Sigurdur Óli se levantó pero se quedó moviéndose inquieto delante de Erlendur, que había terminado su plato y volvía a mirar el bufé con ojos ávidos.

—Ejem, ¿qué planes tienes para la Navidad? —preguntó finalmente Sigurdur Óli, incómodo.

—¿Para la Navidad? —dijo Erlendur—. Pues voy a... ¿Qué quieres decir, con qué planes tengo para la Navidad? ¿Dónde debería pasar la Navidad? ¿Y a ti qué te importa?

—Bergthóra estaba dándole vueltas a si las pasarías solo.

—Eva Lind tiene no sé qué planes. ¿Y qué pretende Bergthóra? ¿Que vaya con vosotros?

—Ay, bueno, no lo sé —respondió Sigurdur Óli—. ¡Mujeres! ¿Quién las entiende? —y se alejó de la mesa a grandes zancadas en dirección al sótano.

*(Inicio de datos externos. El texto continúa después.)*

//! Plain-text chat template shared by the compiled-in backends.

use chatbot_domain::session::TemplateTurn;

/// Render `Role: message` blocks separated by a blank line.
///
/// Messages are whitespace-trimmed; an open turn renders as `Role:`.
pub fn render_plain(turns: &[TemplateTurn]) -> String {
    turns
        .iter()
        .map(|turn| match &turn.message {
            Some(message) => format!("{}: {}", turn.role, message.trim()),
            None => format!("{}:", turn.role),
        })
        .collect::<Vec<_>>()
        .join("\n\n")
}
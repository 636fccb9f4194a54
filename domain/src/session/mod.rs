//! Conversation session domain.
//!
//! - [`entities::Role`] - who authored a message
//! - [`entities::Message`] - a single (role, message) pair
//! - [`entities::TemplateTurn`] - input to a backend's chat template
//! - [`entities::Transcript`] - append-only conversation history

pub mod entities;

pub use entities::{Message, Role, TemplateTurn, Transcript};
#[cfg(test)]
mod tests {
    use super::*;
    use chatbot_domain::tool::{CommandSpec, NoInput};
    use std::sync::Mutex;

    /// Tool that records its calls and prints its own name.
    struct Probe {
        name: &'static str,
        commands: Vec<CommandSpec>,
        calls: Mutex<Vec<Vec<String>>>,
    }

    impl Probe {
        fn new(name: &'static str, commands: &[&str]) -> Arc<Self> {
            Arc::new(Self {
                name,
                commands: commands
                    .iter()
                    .map(|c| CommandSpec::new(*c, format!("{c} command")))
                    .collect(),
                calls: Mutex::new(Vec::new()),
            })
        }

        fn calls(&self) -> Vec<Vec<String>> {
            self.calls.lock().unwrap().clone()
        }
    }

    #[async_trait]
    impl Tool for Probe {
        fn name(&self) -> &str {
            self.name
        }

        fn description(&self) -> &str {
            "probe tool"
        }

        fn commands(&self) -> &[CommandSpec] {
            &self.commands
        }

        async fn invoke(&self, argv: &[String], io: &mut ToolIo<'_>) -> i32 {
            self.calls.lock().unwrap().push(argv.to_vec());
            io.print(self.name);
            7
        }
    }

    async fn dispatch(registry: &ToolRegistry, text: &str) -> Result<DispatchOutcome, DispatchError> {
        let directive = Directive::parse(text).unwrap();
        registry.dispatch(&directive, &mut NoInput).await
    }

    #[tokio::test]
    async fn test_dispatch_single_owner() {
        let calc = Probe::new("calc", &["add"]);
        let mut registry = ToolRegistry::new();
        registry.register(calc.clone()).unwrap();

        let outcome = dispatch(&registry, "add 1 2").await.unwrap();
        assert_eq!(outcome.tool, "calc");
        assert_eq!(outcome.status, 7);
        assert_eq!(outcome.command_line, "add 1 2");
        assert_eq!(outcome.output.text(), "calc");
        assert_eq!(calc.calls(), vec![vec!["add", "1", "2"]]);
    }

    #[tokio::test]
    async fn test_namespace_is_stripped_from_argv() {
        let calc = Probe::new("calc", &["add"]);
        let mut registry = ToolRegistry::new();
        registry.register(calc.clone()).unwrap();

        let outcome = dispatch(&registry, "calc::add 4").await.unwrap();
        assert_eq!(outcome.command_line, "calc::add 4");
        assert_eq!(calc.calls(), vec![vec!["add", "4"]]);
    }

    #[tokio::test]
    async fn test_shared_command_is_ambiguous() {
        let a = Probe::new("a", &["add"]);
        let b = Probe::new("b", &["add", "sub"]);
        let mut registry = ToolRegistry::new();
        registry.register(a.clone()).unwrap();
        registry.register(b.clone()).unwrap();

        let err = dispatch(&registry, "add 1 2").await.unwrap_err();
        assert_eq!(
            err,
            DispatchError::Ambiguous {
                command: "add".into(),
                owners: vec!["a".into(), "b".into()],
            }
        );
        assert!(a.calls().is_empty());
        assert!(b.calls().is_empty());

        // Namespaced dispatch still works, and unshared commands are unaffected.
        assert_eq!(dispatch(&registry, "b::add").await.unwrap().tool, "b");
        assert_eq!(dispatch(&registry, "sub").await.unwrap().tool, "b");
        assert_eq!(registry.stats().shared_commands, 1);
    }

    #[tokio::test]
    async fn test_three_owners_resolve_none() {
        let mut registry = ToolRegistry::new();
        for name in ["x", "y", "z"] {
            registry.register(Probe::new(name, &["go"])).unwrap();
        }
        let err = dispatch(&registry, "go").await.unwrap_err();
        assert!(matches!(err, DispatchError::Ambiguous { ref owners, .. } if owners.len() == 3));
        assert!(err.to_string().contains("x, y, z"));
    }

    #[tokio::test]
    async fn test_namespace_only_searches_that_tool() {
        let mut registry = ToolRegistry::new();
        registry.register(Probe::new("toolA", &["other"])).unwrap();
        registry.register(Probe::new("toolB", &["cmd"])).unwrap();

        assert_eq!(
            dispatch(&registry, "toolA::cmd").await.unwrap_err(),
            DispatchError::NotFound {
                command: "cmd".into()
            }
        );
        assert_eq!(dispatch(&registry, "cmd").await.unwrap().tool, "toolB");
    }

    #[tokio::test]
    async fn test_unknown_namespace_and_command() {
        let mut registry = ToolRegistry::new();
        registry.register(Probe::new("calc", &["add"])).unwrap();

        assert_eq!(
            dispatch(&registry, "nope::add").await.unwrap_err(),
            DispatchError::ToolNotFound {
                namespace: "nope".into()
            }
        );
        assert_eq!(
            dispatch(&registry, "mul").await.unwrap_err(),
            DispatchError::NotFound {
                command: "mul".into()
            }
        );
        assert_eq!(
            dispatch(&registry, "calc::").await.unwrap_err(),
            DispatchError::NotFound {
                command: String::new()
            }
        );
    }

    #[test]
    fn test_name_conflict_keeps_first() {
        let first = Probe::new("calc", &["add"]);
        let second = Probe::new("calc", &["mul"]);
        let mut registry = ToolRegistry::new();
        registry.register(first).unwrap();
        assert_eq!(
            registry.register(second),
            Err(RegistryError::NameConflict("calc".into()))
        );
        assert_eq!(registry.owners("add"), &["calc".to_string()]);
        assert!(registry.owners("mul").is_empty());
    }

    #[tokio::test]
    async fn test_unregister_sole_owner() {
        let calc = Probe::new("calc", &["add"]);
        let mut registry = ToolRegistry::new();
        registry.register(calc.clone()).unwrap();

        let removed = registry.unregister("calc").unwrap();
        assert!(Arc::ptr_eq(&removed, &(calc.clone() as Arc<dyn Tool>)));
        assert!(registry.owners("add").is_empty());
        assert_eq!(registry.stats().total_commands, 0);
        assert!(matches!(
            dispatch(&registry, "add").await,
            Err(DispatchError::NotFound { .. })
        ));
        // The caller's reference still works.
        assert_eq!(calc.name(), "calc");
    }

    #[tokio::test]
    async fn test_unregister_one_of_two_owners() {
        let mut registry = ToolRegistry::new();
        registry.register(Probe::new("a", &["add"])).unwrap();
        registry.register(Probe::new("b", &["add"])).unwrap();

        registry.unregister("a").unwrap();
        assert_eq!(dispatch(&registry, "add").await.unwrap().tool, "b");
        assert_eq!(dispatch(&registry, "b::add").await.unwrap().tool, "b");
        assert_eq!(
            dispatch(&registry, "a::add").await.unwrap_err(),
            DispatchError::ToolNotFound {
                namespace: "a".into()
            }
        );
    }

    #[test]
    fn test_unregister_and_lookup_missing() {
        let mut registry = ToolRegistry::new();
        assert!(matches!(
            registry.unregister("ghost"),
            Err(RegistryError::NotFound(name)) if name == "ghost"
        ));
        assert!(registry.lookup("ghost").is_err());
        registry.register(Probe::new("calc", &["add"])).unwrap();
        assert_eq!(registry.lookup("calc").unwrap().name(), "calc");
    }

    #[test]
    fn test_reregister_after_unregister() {
        let mut registry = ToolRegistry::new();
        registry.register(Probe::new("calc", &["add"])).unwrap();
        registry.unregister("calc").unwrap();
        registry.register(Probe::new("calc", &["mul"])).unwrap();
        assert!(registry.owners("add").is_empty());
        assert_eq!(registry.owners("mul"), &["calc".to_string()]);
        assert_eq!(registry.tool_names(), &["calc".to_string()]);
    }

    #[test]
    fn test_describe() {
        let mut registry = ToolRegistry::new();
        assert_eq!(registry.describe(), NO_TOOLS_TEXT);

        registry.register(Probe::new("calc", &["add", "mul"])).unwrap();
        let doc = registry.describe();
        assert!(doc.starts_with("# External Tools\n## Tool calc\nprobe tool\n\n### Commands\n"));
        assert!(doc.contains("#### add\nadd command\n#### mul\nmul command\n"));
        assert!(doc.contains("starting a line with '!'"));
    }
}
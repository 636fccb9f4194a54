//! Session parameters for the turn loop.
//!
//! [`SessionConfig`] groups the static parameters that control the loop in
//! [`RunSessionUseCase`](crate::use_cases::run_session::RunSessionUseCase).
//! The infrastructure layer builds it from the merged configuration files and
//! command-line flags.

use serde::{Deserialize, Serialize};
use std::path::PathBuf;

/// Input that ends the session when it is the whole (trimmed) user line.
pub const DEFAULT_EXIT_TOKEN: &str = "!exit";

/// Input prefix that turns on think mode for one exchange.
pub const DEFAULT_THINK_PREFIX: &str = "!think";

#[derive(Debug, Clone, PartialEq, Eq, Serialize, Deserialize)]
pub struct SessionConfig {
    /// Text of the one-time System seed; `{tools}` is replaced with the tool
    /// documentation.
    pub system_prompt: Option<String>,
    pub exit_token: String,
    pub think_prefix: String,
    /// Model state is loaded from here at start and saved here on exit.
    pub state_file: Option<PathBuf>,
    /// Cap on consecutive tool-loop turns; `None` means unlimited.
    pub max_tool_turns: Option<usize>,
}

impl Default for SessionConfig {
    fn default() -> Self {
        Self {
            system_prompt: None,
            exit_token: DEFAULT_EXIT_TOKEN.to_string(),
            think_prefix: DEFAULT_THINK_PREFIX.to_string(),
            state_file: None,
            max_tool_turns: None,
        }
    }
}

impl SessionConfig {
    // ==================== Builder Methods ====================

    pub fn with_system_prompt(mut self, prompt: impl Into<String>) -> Self {
        self.system_prompt = Some(prompt.into());
        self
    }

    pub fn with_exit_token(mut self, token: impl Into<String>) -> Self {
        self.exit_token = token.into();
        self
    }

    pub fn with_think_prefix(mut self, prefix: impl Into<String>) -> Self {
        self.think_prefix = prefix.into();
        self
    }

    pub fn with_state_file(mut self, path: impl Into<PathBuf>) -> Self {
        self.state_file = Some(path.into());
        self
    }

    pub fn with_max_tool_turns(mut self, max: usize) -> Self {
        self.max_tool_turns = Some(max);
        self
    }

    /// True if `input` asks to end the session.
    pub fn is_exit(&self, input: &str) -> bool {
        input.trim() == self.exit_token
    }

    /// Strip the think prefix from `input`, if present.
    pub fn strip_think_prefix<'a>(&self, input: &'a str) -> Option<&'a str> {
        if self.think_prefix.is_empty() {
            return None;
        }
        input
            .trim_start()
            .strip_prefix(self.think_prefix.as_str())
            .map(str::trim_start)
    }
}
//! Loadable modules: language model backends and tools

mod catalog;

pub use catalog::{
    LoadError, ModelConstructor, ModuleCatalog, ModuleContext, ModuleKind, ToolConstructor,
};
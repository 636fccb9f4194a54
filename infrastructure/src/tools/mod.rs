//! Tool implementations and the tool registry
//!
//! - `calc`: integer arithmetic (`add`, `mul`)
//! - `shell`: `ish`, runs approved commands as subprocesses
//! - `registry`: [`ToolRegistry`], routes directives to registered tools

pub mod calc;
pub mod shell;

mod registry;

pub use calc::CalcTool;
pub use registry::{RegistryStats, ToolRegistry};
pub use shell::ShellTool;
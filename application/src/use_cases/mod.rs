//! Use cases
//!
//! Application-level operations that orchestrate domain logic.

pub mod run_session;
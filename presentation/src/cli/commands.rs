//! CLI command definitions

use clap::Parser;
use std::path::PathBuf;

/// CLI arguments for chatbot
#[derive(Parser, Debug, Default)]
#[command(name = "chatbot")]
#[command(author, version, about = "Conversational agent that lets a language model run tools")]
#[command(long_about = r#"
Chatbot runs a conversation between you and a language model. When the model
starts a line of its reply with '!', the rest of the line is run as a command
of a loaded tool and the result is fed back to the model.

Configuration files are loaded from (in priority order):
1. --config <path>      Explicit config file
2. ./chatbot.toml       Project-level config
3. ~/.config/chatbot/config.toml   Global config
Command-line flags override every file.

Example:
  chatbot --lm ollama --lm-args model=llama3.2 --tool ish --tool calc \
          --system-prompt-file prompt.txt
  chatbot --lm echo --tool calc
"#)]
pub struct Cli {
    /// Language model module (ollama, echo)
    #[arg(long, value_name = "MODULE")]
    pub lm: Option<String>,

    /// Parameters for the language model, as key=value pairs joined by ':'
    #[arg(long, value_name = "ARGS")]
    pub lm_args: Option<String>,

    /// Tool module to load (can be specified multiple times)
    #[arg(long, value_name = "MODULE")]
    pub tool: Vec<String>,

    /// Parameters for the tool at the same position in --tool
    #[arg(long, value_name = "ARGS")]
    pub tool_args: Vec<String>,

    /// System prompt for the session; {tools} is replaced by tool documentation
    #[arg(long, value_name = "TEXT")]
    pub system_prompt: Option<String>,

    /// Read the system prompt from a file
    #[arg(long, value_name = "PATH")]
    pub system_prompt_file: Option<PathBuf>,

    /// Append every prompt and reply to this file
    #[arg(long, value_name = "PATH")]
    pub transcript: Option<PathBuf>,

    /// Load model state from this file at start and save it on exit
    #[arg(long, value_name = "PATH")]
    pub state_file: Option<PathBuf>,

    /// Show the model's thoughts in think mode
    #[arg(long)]
    pub show_thinking: bool,

    /// Stop the tool loop after this many consecutive tool turns
    #[arg(long, value_name = "N", value_parser = clap::value_parser!(u64).range(1..))]
    pub max_tool_turns: Option<u64>,

    /// Write diagnostic logs to this file instead of stderr
    #[arg(long, value_name = "PATH")]
    pub log_file: Option<PathBuf>,

    /// Write conversation events as JSON lines to this file
    #[arg(long, value_name = "PATH")]
    pub event_log: Option<PathBuf>,

    /// Verbosity level (-v = info, -vv = debug, -vvv = trace)
    #[arg(short, long, action = clap::ArgAction::Count)]
    pub verbose: u8,

    /// Path to configuration file
    #[arg(long, value_name = "PATH")]
    pub config: Option<PathBuf>,

    /// Disable loading of configuration files
    #[arg(long)]
    pub no_config: bool,

    /// Show configuration file locations and exit
    #[arg(long)]
    pub show_config: bool,
}

impl Cli {
    /// Pair each `--tool` with the `--tool-args` at the same position.
    ///
    /// Tools without a matching `--tool-args` get no parameters.
    pub fn tool_modules(&self) -> Result<Vec<(String, String)>, String> {
        if self.tool_args.len() > self.tool.len() {
            return Err(format!(
                "{} --tool-args given for {} --tool",
                self.tool_args.len(),
                self.tool.len()
            ));
        }
        Ok(self
            .tool
            .iter()
            .enumerate()
            .map(|(i, module)| {
                let args = self.tool_args.get(i).cloned().unwrap_or_default();
                (module.clone(), args)
            })
            .collect())
    }
}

Elínborg estaba frente a la puerta de la habitación del interfecto, observando las labores de los especialistas de la policía científica, cuando Sigurdur Óli apareció por el oscuro corredor.

—¿Dónde está Erlendur? —le preguntó, exprimiendo las últimas migas de su bolsita de frutos secos.

—En el bufé —soltó violentamente Sigurdur Óli.

El análisis que se practicó aquella tarde certificó que el condón estaba cubierto de saliva.